**To do**
Exactly as they appear, copy the lines from the start of the entries below to the line containing "unzip(zip_path, &unzip_dir)?;", both ends included.

**Given data**
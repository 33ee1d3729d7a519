//! Installing a downloaded zip over an existing directory.
//!
//! [`unzip_over`] extracts the archive next to the download, checks that the
//! expected top-level entry is a real directory, and swaps it in for the
//! destination. The previous destination is moved into `tmp_dir` rather than
//! deleted, and is put back if the swap fails.

use std::fs;
use std::path::{Path, PathBuf};

use anyhow::{Context as _, bail};
use tracing::{info, warn};

/// Extract `zip_path` and replace `destination` with its entry `name`.
///
/// `check` runs on the extracted directory and the destination before
/// anything at the destination is touched.
///
/// # Errors
///
/// Fails if the archive cannot be read or contains paths escaping the
/// extraction directory, if `name` is missing or not a directory, if `check`
/// fails, or if the destination cannot be replaced.
pub fn unzip_over<F>(
    zip_path: &Path,
    name: &str,
    destination: &Path,
    check: F,
    tmp_dir: &Path,
) -> anyhow::Result<()>
where
    F: FnOnce(&Path, &Path) -> anyhow::Result<()>,
{
    if destination.as_os_str().is_empty() {
        bail!("invalid destination");
    }
    if name.is_empty() || Path::new(name).file_name() != Some(std::ffi::OsStr::new(name)) {
        bail!("invalid entry name {name:?}");
    }

    fs::create_dir_all(tmp_dir).with_context(|| format!("creating {}", tmp_dir.display()))?;
    let unzip_dir = unique_path(tmp_dir, "unzipped");
    unzip(zip_path, &unzip_dir)?;

    let source = unzip_dir.join(name);
    let result = check_real_dir(&source)
        .and_then(|()| check(&source, destination))
        .and_then(|()| swap_in(&source, destination, tmp_dir));

    if let Err(e) = fs::remove_dir_all(&unzip_dir) {
        warn!(path = %unzip_dir.display(), error = %e, "error removing unzip dir");
    }
    result
}

fn unzip(zip_path: &Path, into: &Path) -> anyhow::Result<()> {
    info!(zip = %zip_path.display(), into = %into.display(), "unzipping");
    let file = fs::File::open(zip_path).with_context(|| format!("opening {}", zip_path.display()))?;
    let mut archive = zip::ZipArchive::new(file)
        .with_context(|| format!("reading {}", zip_path.display()))?;
    archive
        .extract(into)
        .with_context(|| format!("extracting {}", zip_path.display()))
}

/// `path` must be a directory itself, not a symlink to one.
fn check_real_dir(path: &Path) -> anyhow::Result<()> {
    let meta = fs::symlink_metadata(path)
        .with_context(|| format!("{} is missing from the archive", path.display()))?;
    if !meta.file_type().is_dir() {
        bail!("{} isn't a directory", path.display());
    }
    Ok(())
}

fn swap_in(source: &Path, destination: &Path, tmp_dir: &Path) -> anyhow::Result<()> {
    let moved_aside = if fs::symlink_metadata(destination).is_ok() {
        let file_name = destination.file_name().unwrap_or(destination.as_os_str());
        let aside = tmp_dir.join(file_name);
        remove_all(&aside)?;
        info!(from = %destination.display(), to = %aside.display(), "moving existing");
        move_path(destination, &aside)?;
        Some(aside)
    } else {
        None
    };

    if let Some(parent) = destination.parent().filter(|p| !p.as_os_str().is_empty()) {
        fs::create_dir_all(parent).with_context(|| format!("creating {}", parent.display()))?;
    }

    info!(from = %source.display(), to = %destination.display(), "moving update into place");
    if let Err(e) = move_path(source, destination) {
        if let Some(aside) = moved_aside {
            warn!(error = %format!("{e:#}"), "restoring previous install");
            let _ = remove_all(destination);
            if let Err(restore) = move_path(&aside, destination) {
                warn!(error = %format!("{restore:#}"), "error restoring previous install");
            }
        }
        return Err(e);
    }
    Ok(())
}

/// Rename, falling back to copy-and-delete across filesystems.
fn move_path(from: &Path, to: &Path) -> anyhow::Result<()> {
    if fs::rename(from, to).is_ok() {
        return Ok(());
    }
    copy_recursive(from, to)
        .with_context(|| format!("copying {} to {}", from.display(), to.display()))?;
    remove_all(from)
}

fn copy_recursive(from: &Path, to: &Path) -> std::io::Result<()> {
    let meta = fs::symlink_metadata(from)?;
    if meta.file_type().is_symlink() {
        #[cfg(unix)]
        {
            return std::os::unix::fs::symlink(fs::read_link(from)?, to);
        }
        #[cfg(not(unix))]
        {
            return fs::copy(from, to).map(|_| ());
        }
    }
    if meta.is_dir() {
        fs::create_dir_all(to)?;
        for entry in fs::read_dir(from)? {
            let entry = entry?;
            copy_recursive(&entry.path(), &to.join(entry.file_name()))?;
        }
        fs::set_permissions(to, meta.permissions())
    } else {
        fs::copy(from, to).map(|_| ())
    }
}

fn remove_all(path: &Path) -> anyhow::Result<()> {
    let Ok(meta) = fs::symlink_metadata(path) else {
        return Ok(());
    };
    let removed = if meta.is_dir() {
        fs::remove_dir_all(path)
    } else {
        fs::remove_file(path)
    };
    removed.with_context(|| format!("removing {}", path.display()))
}

fn unique_path(dir: &Path, suffix: &str) -> PathBuf {
    let stamp = chrono::Utc::now().timestamp_nanos_opt().unwrap_or_default();
    dir.join(format!("{}.{stamp}.{suffix}", std::process::id()))
}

**Task response**
repository 33ee1d3729d7a519
//! Installing a downloaded zip over an existing directory.
//!
//! [`unzip_over`] extracts the archive next to the download, checks that the
//! expected top-level entry is a real directory, and swaps it in for the
//! destination. The previous destination is moved into `tmp_dir` rather than
//! deleted, and is put back if the swap fails.

use std::fs;
use std::path::{Path, PathBuf};

use anyhow::{Context as _, bail};
use tracing::{info, warn};

/// Extract `zip_path` and replace `destination` with its entry `name`.
///
/// `check` runs on the extracted directory and the destination before
/// anything at the destination is touched.
///
/// # Errors
///
/// Fails if the archive cannot be read or contains paths escaping the
/// extraction directory, if `name` is missing or not a directory, if `check`
/// fails, or if the destination cannot be replaced.
pub fn unzip_over<F>(
    zip_path: &Path,
    name: &str,
    destination: &Path,
    check: F,
    tmp_dir: &Path,
) -> anyhow::Result<()>
where
    F: FnOnce(&Path, &Path) -> anyhow::Result<()>,
{
    if destination.as_os_str().is_empty() {
        bail!("invalid destination");
    }
    if name.is_empty() || Path::new(name).file_name() != Some(std::ffi::OsStr::new(name)) {
        bail!("invalid entry name {name:?}");
    }

    fs::create_dir_all(tmp_dir).with_context(|| format!("creating {}", tmp_dir.display()))?;
    let unzip_dir = unique_path(tmp_dir, "unzipped");
    unzip(zip_path, &unzip_dir)?;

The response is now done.